Musk’s Neuralink hosts livestream showing quadriplegic playing online chess
Video introduces 29-year-old man as first patient to use start-up’s brain-chip technology.
Elon Musk’s brain-chip start-up, Neuralink, has livestreamed a patient appearing to play online chess using only his mind.
In a video posted on the X social media platform on Wednesday, Neuralink introduced Noland Arbaugh, 29, as the first human patient to be implanted with its brain-computer interface technology.
Arbaugh, who described becoming paralysed from the shoulders down in a diving accident, said that using Neuralink had become “intuitive” after practising imagining moving the cursor on the screen.
“Basically, it was like using ‘the Force’ on the cursor, and I could get it to move wherever I wanted. Just stare somewhere on the screen and it would move where I wanted it to, which was such a wild experience the first time it happened,” Arbaugh said, referring to the superpowers possessed by the Jedi in the Star Wars films.

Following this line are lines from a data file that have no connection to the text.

/// Create a new transaction
#[utoipa::path(
    post,
    path = "/api/v1/transactions",
    tag = "transactions",
    request_body = CreateTransactionRequest,
    responses(
        (status = 201, description = "Transaction created successfully", body = ApiResponse<TransactionResponse>),
        (status = 400, description = "Invalid request", body = crate::schemas::ErrorResponse),
        (status = 404, description = "Linked entity not found", body = crate::schemas::ErrorResponse)
    )
)]
#[instrument(skip(state))]
pub async fn create_transaction(
    State(state): State<AppState>,
    Extension(auth): Extension<AuthUser>,
    Json(request): Json<CreateTransactionRequest>,
) -> ApiResult<(StatusCode, Json<ApiResponse<TransactionResponse>>)> {
    let description = request.description.trim().to_string();
    if description.is_empty() {
        return Err(ApiError::Validation("Description is required".to_string()));
    }
    if request.amount <= Decimal::ZERO {
        return Err(ApiError::Validation(
            "Amount must be greater than zero".to_string(),
        ));
    }
    let kind = parse_transaction_kind(&request.kind)?;

    // Ownership and validity checks all happen before any write.
    if let Some(category_id) = request.category_id {
        find_owned_category(&state.db, auth.id, category_id).await?;
    }
    if let Some(account_id) = request.account_id {
        find_owned_account(&state.db, auth.id, account_id).await?;
    }

    let is_recurring = request.is_recurring.unwrap_or(false);
    let subscription_period = match (is_recurring, request.subscription_period.as_deref()) {
        (true, Some(period)) => {
            let dup = Subscription::find()
                .filter(subscription::Column::OwnerId.eq(auth.id))
                .filter(subscription::Column::Name.eq(description.as_str()))
                .one(&state.db)
                .await?;
            if dup.is_some() {
                return Err(ApiError::Conflict(
                    "A subscription with this name already exists".to_string(),
                ));
            }
            Some(parse_billing_period(period)?)
        }
        (true, None) => {
            return Err(ApiError::Validation(
                "subscription_period is required for recurring transactions".to_string(),
            ))
        }
        (false, _) => None,
    };

    let linked_debt = match request.debt_id {
        Some(debt_id) => {
            if kind != TransactionKind::Income {
                return Err(ApiError::Validation(
                    "Only income transactions can settle debts".to_string(),
                ));
            }
            Some(find_owned_debt(&state.db, auth.id, debt_id).await?)
        }
        None => None,
    };

    let is_plan = request.is_installment_plan.unwrap_or(false);
    let plan = if is_plan {
        let count = request.installment_count.ok_or_else(|| {
            ApiError::Validation("installment_count is required for installment plans".to_string())
        })?;
        let period = parse_installment_period(request.installment_period.as_deref().ok_or_else(
            || ApiError::Validation("installment_period is required for installment plans".to_string()),
        )?)?;
        let slice = compute::installment::split_amount(request.amount, count)?;
        let first_date = request.first_installment_date.unwrap_or(request.date);
        Some((count, period, slice, first_date))
    } else {
        None
    };

    let txn = state.db.begin().await?;

    let subscription_id = match subscription_period {
        Some(period) => {
            let created = subscription::ActiveModel {
                name: Set(description.clone()),
                description: Set(Some(format!(
                    "Auto-generated from transaction: {description}"
                ))),
                amount: Set(request.amount),
                kind: Set(kind),
                period: Set(period),
                start_date: Set(request.date),
                end_date: Set(None),
                is_active: Set(true),
                next_payment_date: Set(request.date),
                last_processed_at: Set(None),
                owner_id: Set(auth.id),
                category_id: Set(request.category_id),
                account_id: Set(request.account_id),
                ..Default::default()
            }
            .insert(&txn)
            .await?;
            info!(subscription_id = created.id, "subscription auto-created");
            Some(created.id)
        }
        None => None,
    };

    if let Some((debt, debtor)) = &linked_debt {
        let outcome = compute::debt::record_payment(
            &txn,
            debt,
            debtor,
            request.amount,
            request.date.and_time(NaiveTime::MIN),
            Some(format!("Paid via transaction: {description}")),
            Utc::now().date_naive(),
        )
        .await?;
        info!(
            debt_id = debt.id,
            settled = outcome.collected.is_some(),
            "debt payment recorded from transaction"
        );
    }

    let mut active = transaction::ActiveModel {
        description: Set(description),
        amount: Set(request.amount),
        date: Set(request.date),
        kind: Set(kind),
        is_recurring: Set(is_recurring),
        subscription_id: Set(subscription_id),
        is_installment_plan: Set(is_plan),
        installment_count: Set(None),
        installment_period: Set(None),
        installment_amount: Set(None),
        first_installment_date: Set(None),
        owner_id: Set(auth.id),
        category_id: Set(request.category_id),
        account_id: Set(request.account_id),
        ..Default::default()
    };
    if let Some((count, period, slice, first_date)) = plan {
        active.installment_count = Set(Some(count));
        active.installment_period = Set(Some(period));
        active.installment_amount = Set(Some(slice));
        active.first_installment_date = Set(Some(first_date));
    }
    let created = active.insert(&txn).await?;

    let installments = if is_plan {
        compute::installment::materialize_plan(&txn, &created).await?
    } else {
        Vec::new()
    };

    txn.commit().await?;
    info!(transaction_id = created.id, owner_id = auth.id, "transaction created");

    let response = ApiResponse {
        data: TransactionResponse::with_installments(created, installments),
        message: "Transaction created successfully".to_string(),
        success: true,
    };
    Ok((StatusCode::CREATED, Json(response)))
}

/// Get transactions of the authenticated user
///
/// With `month` and `year` the listing is bounded to that calendar month and
/// also carries the virtual occurrences of the user's active subscriptions
/// inside the window — computed on demand, never persisted.
#[utoipa::path(
    get,
    path = "/api/v1/transactions",
    tag = "transactions",
    params(TransactionQuery),
    responses(
        (status = 200, description = "Transactions retrieved successfully", body = ApiResponse<TransactionListResponse>),
        (status = 400, description = "Invalid query", body = crate::schemas::ErrorResponse)
    )
)]
#[instrument(skip(state))]
pub async fn get_transactions(
    Query(query): Query<TransactionQuery>,
    State(state): State<AppState>,
    Extension(auth): Extension<AuthUser>,
) -> ApiResult<Json<ApiResponse<TransactionListResponse>>> {
    let period = month_period(query.month, query.year)?;

    let mut finder = Transaction::find().filter(transaction::Column::OwnerId.eq(auth.id));
    if let Some(account_id) = query.account_id {
        finder = finder.filter(transaction::Column::AccountId.eq(account_id));
    }
    if let Some(period) = period {
        if let Some((start, end)) = period.bounds() {
            finder = finder.filter(transaction::Column::Date.between(start, end));
        }
    }
    let transactions = finder
        .order_by_desc(transaction::Column::Date)
        .all(&state.db)
        .await?;

    // Attach installment slices to plan transactions in one query.
    let plan_ids: Vec<i32> = transactions
        .iter()
        .filter(|t| t.is_installment_plan)
        .map(|t| t.id)
        .collect();
    let mut by_plan: HashMap<i32, Vec<transaction_installment::Model>> = HashMap::new();
    if !plan_ids.is_empty() {
        let slices = TransactionInstallment::find()
            .filter(transaction_installment::Column::TransactionId.is_in(plan_ids))
            .order_by_asc(transaction_installment::Column::InstallmentNumber)
            .all(&state.db)
            .await?;
        for slice in slices {
            by_plan.entry(slice.transaction_id).or_default().push(slice);
        }
    }

    let virtual_occurrences = match period.and_then(|p| p.bounds()) {
        Some((start, end)) => {
            let subscriptions = Subscription::find()
                .filter(subscription::Column::OwnerId.eq(auth.id))
                .filter(subscription::Column::IsActive.eq(true))
                .all(&state.db)
                .await?;
            compute::recurring::project_virtual(&subscriptions, start, end)
        }
        None => Vec::new(),
    };

    let data = TransactionListResponse {
        transactions: transactions
            .into_iter()
            .map(|tx| {
                let slices = by_plan.remove(&tx.id).unwrap_or_default();
                TransactionResponse::with_installments(tx, slices)
            })
            .collect(),
        virtual_occurrences,
    };
    let response = ApiResponse {
        data,
        message: "Transactions retrieved successfully".to_string(),
        success: true,
    };
    Ok(Json(response))
}
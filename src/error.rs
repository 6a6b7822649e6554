use axum::{
    http::StatusCode,
    response::{IntoResponse, Response},
    Json,
};
use compute::ComputeError;
use thiserror::Error;
use tracing::error;

use crate::schemas::ErrorResponse;

/// The single error type all handlers return.
///
/// Every variant maps onto one taxonomy entry: validation failures are 400,
/// missing and not-owned entities are deliberately the same 404 (so the API
/// does not leak whether another user's entity exists), conflicts are 409,
/// auth failures are 401, and store/engine failures surface as a generic 500
/// with the details logged server-side only.
#[derive(Error, Debug)]
pub enum ApiError {
    #[error("{0}")]
    Validation(String),
    #[error("{0}")]
    NotFound(String),
    #[error("{0}")]
    Conflict(String),
    #[error("{0}")]
    Unauthorized(String),
    #[error(transparent)]
    Database(#[from] sea_orm::DbErr),
    #[error(transparent)]
    Compute(#[from] ComputeError),
}

/// Type alias for handler results.
pub type ApiResult<T> = Result<T, ApiError>;

impl ApiError {
    /// The merged missing/not-owned response for an entity type.
    pub fn not_found(entity: &str) -> Self {
        Self::NotFound(format!("{entity} not found"))
    }

    fn status_and_code(&self) -> (StatusCode, &'static str) {
        match self {
            Self::Validation(_) => (StatusCode::BAD_REQUEST, "VALIDATION_ERROR"),
            Self::NotFound(_) => (StatusCode::NOT_FOUND, "NOT_FOUND"),
            Self::Conflict(_) => (StatusCode::CONFLICT, "CONFLICT"),
            Self::Unauthorized(_) => (StatusCode::UNAUTHORIZED, "UNAUTHORIZED"),
            Self::Database(_) => (StatusCode::INTERNAL_SERVER_ERROR, "DATABASE_ERROR"),
            Self::Compute(compute_error) => match compute_error {
                ComputeError::AlreadySettled => (StatusCode::CONFLICT, "ALREADY_SETTLED"),
                ComputeError::AlreadyPaid => (StatusCode::CONFLICT, "ALREADY_PAID"),
                ComputeError::InvalidInstallmentCount { .. } => {
                    (StatusCode::BAD_REQUEST, "INVALID_INSTALLMENT_COUNT")
                }
                ComputeError::InvalidFrequency(_) => {
                    (StatusCode::BAD_REQUEST, "INVALID_FREQUENCY")
                }
                ComputeError::NonPositiveAmount => (StatusCode::BAD_REQUEST, "VALIDATION_ERROR"),
                ComputeError::NotInstallmentPlan => {
                    (StatusCode::BAD_REQUEST, "NOT_INSTALLMENT_PLAN")
                }
                ComputeError::NoPendingInstallments => {
                    (StatusCode::BAD_REQUEST, "NO_PENDING_INSTALLMENTS")
                }
                ComputeError::Database(_) => {
                    (StatusCode::INTERNAL_SERVER_ERROR, "DATABASE_ERROR")
                }
                ComputeError::Date(_) => (StatusCode::INTERNAL_SERVER_ERROR, "INTERNAL_ERROR"),
            },
        }
    }
}

impl IntoResponse for ApiError {
    fn into_response(self) -> Response {
        let (status, code) = self.status_and_code();
        let message = if status.is_server_error() {
            error!(error = %self, "request failed with internal error");
            "Internal server error".to_string()
        } else {
            self.to_string()
        };

        let body = ErrorResponse {
            error: message,
            code: code.to_string(),
            success: false,
        };
        (status, Json(body)).into_response()
    }
}

#[cfg(test)]
mod tests {
    use super::*;

    #[test]
    fn taxonomy_maps_to_expected_statuses() {
        let cases: Vec<(ApiError, StatusCode)> = vec![
            (
                ApiError::Validation("bad".into()),
                StatusCode::BAD_REQUEST,
            ),
            (ApiError::not_found("Debt"), StatusCode::NOT_FOUND),
            (ApiError::Conflict("dup".into()), StatusCode::CONFLICT),
            (
                ApiError::Unauthorized("no token".into()),
                StatusCode::UNAUTHORIZED,
            ),
            (
                ApiError::Compute(ComputeError::AlreadySettled),
                StatusCode::CONFLICT,
            ),
            (
                ApiError::Compute(ComputeError::InvalidInstallmentCount {
                    got: 49,
                    min: 2,
                    max: 48,
                }),
                StatusCode::BAD_REQUEST,
            ),
        ];
        for (err, expected) in cases {
            assert_eq!(err.status_and_code().0, expected);
        }
    }

    #[test]
    fn server_errors_hide_details() {
        let err = ApiError::Database(sea_orm::DbErr::Custom("connection refused".into()));
        let response = err.into_response();
        assert_eq!(response.status(), StatusCode::INTERNAL_SERVER_ERROR);
    }
}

“It’s crazy, it really is.”
— Neuralink (@neuralink) March 20, 2024
Arbaugh said the surgery for the device had been “super easy”, and he had been released from hospital a day later.
“I can’t even describe how cool it is to be able to do this,” he said in the video.
Arbaugh also acknowledged the technology was “not perfect” and they had “run into some issues”.
“I don’t want people to think that this is the end of the journey. There’s still a lot of work to be done, but it has already changed my life,” he said.
Musk, who co-founded Neuralink in 2016, said on X that his company had demonstrated “telepathy” by allowing a person to control a computer “just by thinking”.
Al Jazeera could not independently confirm the demonstration.
Neuralink did not immediately respond to a request for comment.
The video comes nearly three years after Neuralink posted a video appearing to show a monkey playing the computer game Pong with its mind.
Neuralink is not the first company to use an implant to allow a patient to use a computer by thinking.
Australia-based Synchron, which uses a less invasive technique that does not require cutting into the skull, implanted its device in a patient in July 2022.